No curso, Jesus teve a oportunidade de ter uma fotografia sua transformada em relevo, para que pudesse perceber a paisagem que havia fotografado. “Sentimos como é a nossa foto, como é a foto que tiramos, pelo tato”, recordou.

O professor Kulcsár, que desde 2008 trabalha a fotografia com deficientes visuais, também coordenou a exposição. “A ideia é que as pessoas, refletindo sobre o que é uma exposição do deficiente visual fotografando, possa pensar que tudo pode ser feito. Tudo pode ser aprendido, tudo pode ser expressado”, disse.

Segundo Kulcsár, a mostra dá voz a deficientes visuais para se expressarem por meio da fotografia. A princípio, a ideia parece um paradoxo, mas ele explicou que a imagem pode ser construída com base nos outros sentidos. “Ele [aluno] percebe que através dos outros sentidos, ele pode fotografar. Um fotógrafo vidente sensível, quando vai a um espaço, não apenas olha. Ele sente o cheiro, o calor. Os outros sentidos são aflorados. Então pensamos que o deficiente visual pode usar os outros sentidos para se expressar”, acrescentou o professor.

“Eu escolhi os objetos para fotografar lá [no curso] assim: o professor descrevia o objeto, como uma estátua, e falava em que posição estava. Ou uma árvore, então falava que estava com as raízes expostas, que era larga, precisaria de seis pessoas para abraçá-la. Aí, eu montava a imagem na minha cabeça e escolhia”, relembrou Jesus.

Depois de definir o objeto, o fotógrafo e media a distância por meio de passos e batia a foto. Ele destacou o aprendizado que teve para tirar fotos 3×4, aquelas pequenas, usadas em documentos. “O que me chamou a atenção lá foi a foto 3×4, que eu não sabia como tirar e aprendi. Eu coloco a máquina em baixo do queixo, vou até a pessoa, coloco a minha mão esquerda no ombro dela, estico o meu braço e essa é a distância que eu meço. Aí, bato a foto, e sai nítida”, contou.

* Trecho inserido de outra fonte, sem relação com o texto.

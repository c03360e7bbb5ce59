//! Composition tests for create_recoup
//!
//! These drive the same pipeline the instruction handler walks: plan the
//! payout targets, derive the split PDA for every multi-recipient tranche,
//! build the factory instructions, and check the waterfall call that would
//! go out on the wire. The factories themselves are external programs, so
//! coverage stops at the built instructions.

mod helpers;

use anchor_lang::{prelude::Pubkey, AnchorDeserialize};
use cascade_recoup::{
    constants::PERCENTAGE_SCALE,
    errors::ErrorCode,
    factory::{split, waterfall},
    tranches::{plan_payout_targets, PayoutTarget, TrancheInput},
};
use helpers::{even_split, single};

/// Walks the handler's assembly phase off-chain: one create_split
/// instruction per NewSplit target, then the waterfall call with the
/// resolved recipient list.
fn compose(
    split_factory: &Pubkey,
    waterfall_factory: &Pubkey,
    unique_id: &Pubkey,
    payer: &Pubkey,
    mint: &Pubkey,
    distributor_fee: u32,
    tranches: &[TrancheInput],
    thresholds: Vec<u64>,
) -> (
    Vec<anchor_lang::solana_program::instruction::Instruction>,
    anchor_lang::solana_program::instruction::Instruction,
) {
    let targets = plan_payout_targets(tranches, &Pubkey::default(), None).unwrap();

    let mut split_instructions = Vec::new();
    let mut recipients = Vec::with_capacity(targets.len());

    for target in &targets {
        match target {
            PayoutTarget::PassThrough(address) => recipients.push(*address),
            PayoutTarget::NewSplit {
                recipients: accounts,
                percent_allocations,
            } => {
                let controller = Pubkey::default();
                let hash =
                    split::params_hash(accounts, percent_allocations, distributor_fee, &controller);
                let (split_address, _) = split::derive(split_factory, &hash);

                split_instructions.push(
                    split::build_create_split(
                        split_factory,
                        &split_address,
                        payer,
                        &split::CreateSplit {
                            recipients: accounts.to_vec(),
                            percent_allocations: percent_allocations.to_vec(),
                            distributor_fee,
                            controller,
                        },
                    )
                    .unwrap(),
                );
                recipients.push(split_address);
            }
        }
    }

    let (waterfall_address, _) = waterfall::derive(waterfall_factory, unique_id);
    let waterfall_instruction = waterfall::build_create_waterfall_module(
        waterfall_factory,
        &waterfall_address,
        unique_id,
        payer,
        &waterfall::CreateWaterfallModule {
            token: *mint,
            non_waterfall_recipient: Pubkey::default(),
            non_waterfall_recipient_tranche_index: None,
            recipients,
            thresholds,
        },
    )
    .unwrap();

    (split_instructions, waterfall_instruction)
}

#[test]
fn test_two_even_tranches_create_two_splits_and_one_waterfall() {
    let split_factory = Pubkey::new_unique();
    let waterfall_factory = Pubkey::new_unique();
    let unique_id = Pubkey::new_unique();
    let payer = Pubkey::new_unique();
    let mint = Pubkey::new_unique();

    let tranches = vec![
        even_split(vec![Pubkey::new_unique(), Pubkey::new_unique()]),
        even_split(vec![Pubkey::new_unique(), Pubkey::new_unique()]),
    ];

    let (split_instructions, waterfall_instruction) = compose(
        &split_factory,
        &waterfall_factory,
        &unique_id,
        &payer,
        &mint,
        0,
        &tranches,
        vec![1],
    );

    assert_eq!(split_instructions.len(), 2);
    assert_ne!(
        split_instructions[0].accounts[0].pubkey,
        split_instructions[1].accounts[0].pubkey
    );
    for instruction in &split_instructions {
        assert_eq!(instruction.program_id, split_factory);
    }

    let args =
        waterfall::CreateWaterfallModule::try_from_slice(&waterfall_instruction.data[8..]).unwrap();
    assert_eq!(args.token, mint);
    assert_eq!(args.recipients.len(), 2);
    assert_eq!(args.thresholds, vec![1]);
    assert_eq!(args.recipients.len(), args.thresholds.len() + 1);
    assert_eq!(args.recipients[0], split_instructions[0].accounts[0].pubkey);
    assert_eq!(args.recipients[1], split_instructions[1].accounts[0].pubkey);
}

#[test]
fn test_all_single_tranches_pass_through_unchanged() {
    let recipients: Vec<Pubkey> = (0..3).map(|_| Pubkey::new_unique()).collect();
    let tranches: Vec<TrancheInput> = recipients.iter().map(|r| single(*r)).collect();

    let (split_instructions, waterfall_instruction) = compose(
        &Pubkey::new_unique(),
        &Pubkey::new_unique(),
        &Pubkey::new_unique(),
        &Pubkey::new_unique(),
        &Pubkey::new_unique(),
        0,
        &tranches,
        vec![100, 200],
    );

    assert!(split_instructions.is_empty());

    let args =
        waterfall::CreateWaterfallModule::try_from_slice(&waterfall_instruction.data[8..]).unwrap();
    assert_eq!(args.recipients, recipients);
}

#[test]
fn test_mixed_tranches_keep_waterfall_positions() {
    let split_factory = Pubkey::new_unique();
    let solo = Pubkey::new_unique();
    let residual = Pubkey::new_unique();
    let tranches = vec![
        single(solo),
        even_split(vec![Pubkey::new_unique(), Pubkey::new_unique()]),
        single(residual),
    ];

    let (split_instructions, waterfall_instruction) = compose(
        &split_factory,
        &Pubkey::new_unique(),
        &Pubkey::new_unique(),
        &Pubkey::new_unique(),
        &Pubkey::new_unique(),
        0,
        &tranches,
        vec![500, 1_000],
    );

    assert_eq!(split_instructions.len(), 1);

    let args =
        waterfall::CreateWaterfallModule::try_from_slice(&waterfall_instruction.data[8..]).unwrap();
    assert_eq!(args.recipients.len(), 3);
    assert_eq!(args.recipients[0], solo);
    assert_eq!(args.recipients[1], split_instructions[0].accounts[0].pubkey);
    assert_eq!(args.recipients[2], residual);
}

#[test]
fn test_same_tranche_tuple_derives_same_split_across_compositions() {
    let split_factory = Pubkey::new_unique();
    let tranche = even_split(vec![Pubkey::new_unique(), Pubkey::new_unique()]);
    let tranches = vec![tranche, single(Pubkey::new_unique())];

    let (first, _) = compose(
        &split_factory,
        &Pubkey::new_unique(),
        &Pubkey::new_unique(),
        &Pubkey::new_unique(),
        &Pubkey::new_unique(),
        0,
        &tranches,
        vec![10],
    );
    let (second, _) = compose(
        &split_factory,
        &Pubkey::new_unique(),
        &Pubkey::new_unique(),
        &Pubkey::new_unique(),
        &Pubkey::new_unique(),
        0,
        &tranches,
        vec![10],
    );

    assert_eq!(first[0].accounts[0].pubkey, second[0].accounts[0].pubkey);
}

#[test]
fn test_distributor_fee_changes_split_address() {
    let split_factory = Pubkey::new_unique();
    let tranches = vec![
        even_split(vec![Pubkey::new_unique(), Pubkey::new_unique()]),
        single(Pubkey::new_unique()),
    ];

    let (zero_fee, _) = compose(
        &split_factory,
        &Pubkey::new_unique(),
        &Pubkey::new_unique(),
        &Pubkey::new_unique(),
        &Pubkey::new_unique(),
        0,
        &tranches,
        vec![10],
    );
    let (with_fee, _) = compose(
        &split_factory,
        &Pubkey::new_unique(),
        &Pubkey::new_unique(),
        &Pubkey::new_unique(),
        &Pubkey::new_unique(),
        10_000,
        &tranches,
        vec![10],
    );

    assert_ne!(zero_fee[0].accounts[0].pubkey, with_fee[0].accounts[0].pubkey);
}

#[test]
fn test_waterfall_address_follows_unique_id() {
    let waterfall_factory = Pubkey::new_unique();
    let first_id = Pubkey::new_unique();
    let second_id = Pubkey::new_unique();

    assert_eq!(
        waterfall::derive(&waterfall_factory, &first_id),
        waterfall::derive(&waterfall_factory, &first_id)
    );
    assert_ne!(
        waterfall::derive(&waterfall_factory, &first_id).0,
        waterfall::derive(&waterfall_factory, &second_id).0
    );
}

#[test]
fn test_empty_first_tranche_rejected_before_any_instruction() {
    let tranches = vec![
        TrancheInput {
            recipients: vec![],
            percent_allocations: vec![],
        },
        single(Pubkey::new_unique()),
    ];

    assert!(matches!(
        plan_payout_targets(&tranches, &Pubkey::default(), None),
        Err(ErrorCode::EmptyTranche)
    ));
}

#[test]
fn test_partial_single_allocation_rejected_before_any_instruction() {
    let tranches = vec![TrancheInput {
        recipients: vec![Pubkey::new_unique()],
        percent_allocations: vec![100_000],
    }];

    assert!(matches!(
        plan_payout_targets(&tranches, &Pubkey::default(), None),
        Err(ErrorCode::SingleRecipientAllocationNotFull)
    ));
}

#[test]
fn test_nominated_index_at_tranche_count_rejected() {
    let tranches = vec![single(Pubkey::new_unique()), single(Pubkey::new_unique())];

    assert!(matches!(
        plan_payout_targets(&tranches, &Pubkey::default(), Some(2)),
        Err(ErrorCode::NonWaterfallRecipientIndexTooLarge)
    ));
    assert!(plan_payout_targets(&tranches, &Pubkey::default(), Some(1)).is_ok());
}

#[test]
fn test_full_scale_single_allocation_is_the_only_accepted_value() {
    for allocation in [1, PERCENTAGE_SCALE - 1, PERCENTAGE_SCALE + 1] {
        let tranches = vec![TrancheInput {
            recipients: vec![Pubkey::new_unique()],
            percent_allocations: vec![allocation],
        }];
        assert!(plan_payout_targets(&tranches, &Pubkey::default(), None).is_err());
    }

    let tranches = vec![single(Pubkey::new_unique())];
    assert!(plan_payout_targets(&tranches, &Pubkey::default(), None).is_ok());
}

Kulcsár ressaltou a capacidade dos alunos em apreender as características do ambiente e dos objetos e colocá-las nas fotografias. “Ele pode tocar em uma estátua, sentir o calor, o sol batendo em uma determinada parede, sentindo a diferença do calor, os sons que vêm de determinado espaço. Então, ele pode perceber que, por meio dos outros sentidos, pode transformar aquela percepção em imagem e em expressão visual”, explicou.

As fotografias terão relevo e audiodescrições, além de textos em braille. Por meio de um código QR, também será possível assistir aos depoimentos gravados pelos artistas participantes da mostra, que contam sua perspectiva da fotografia.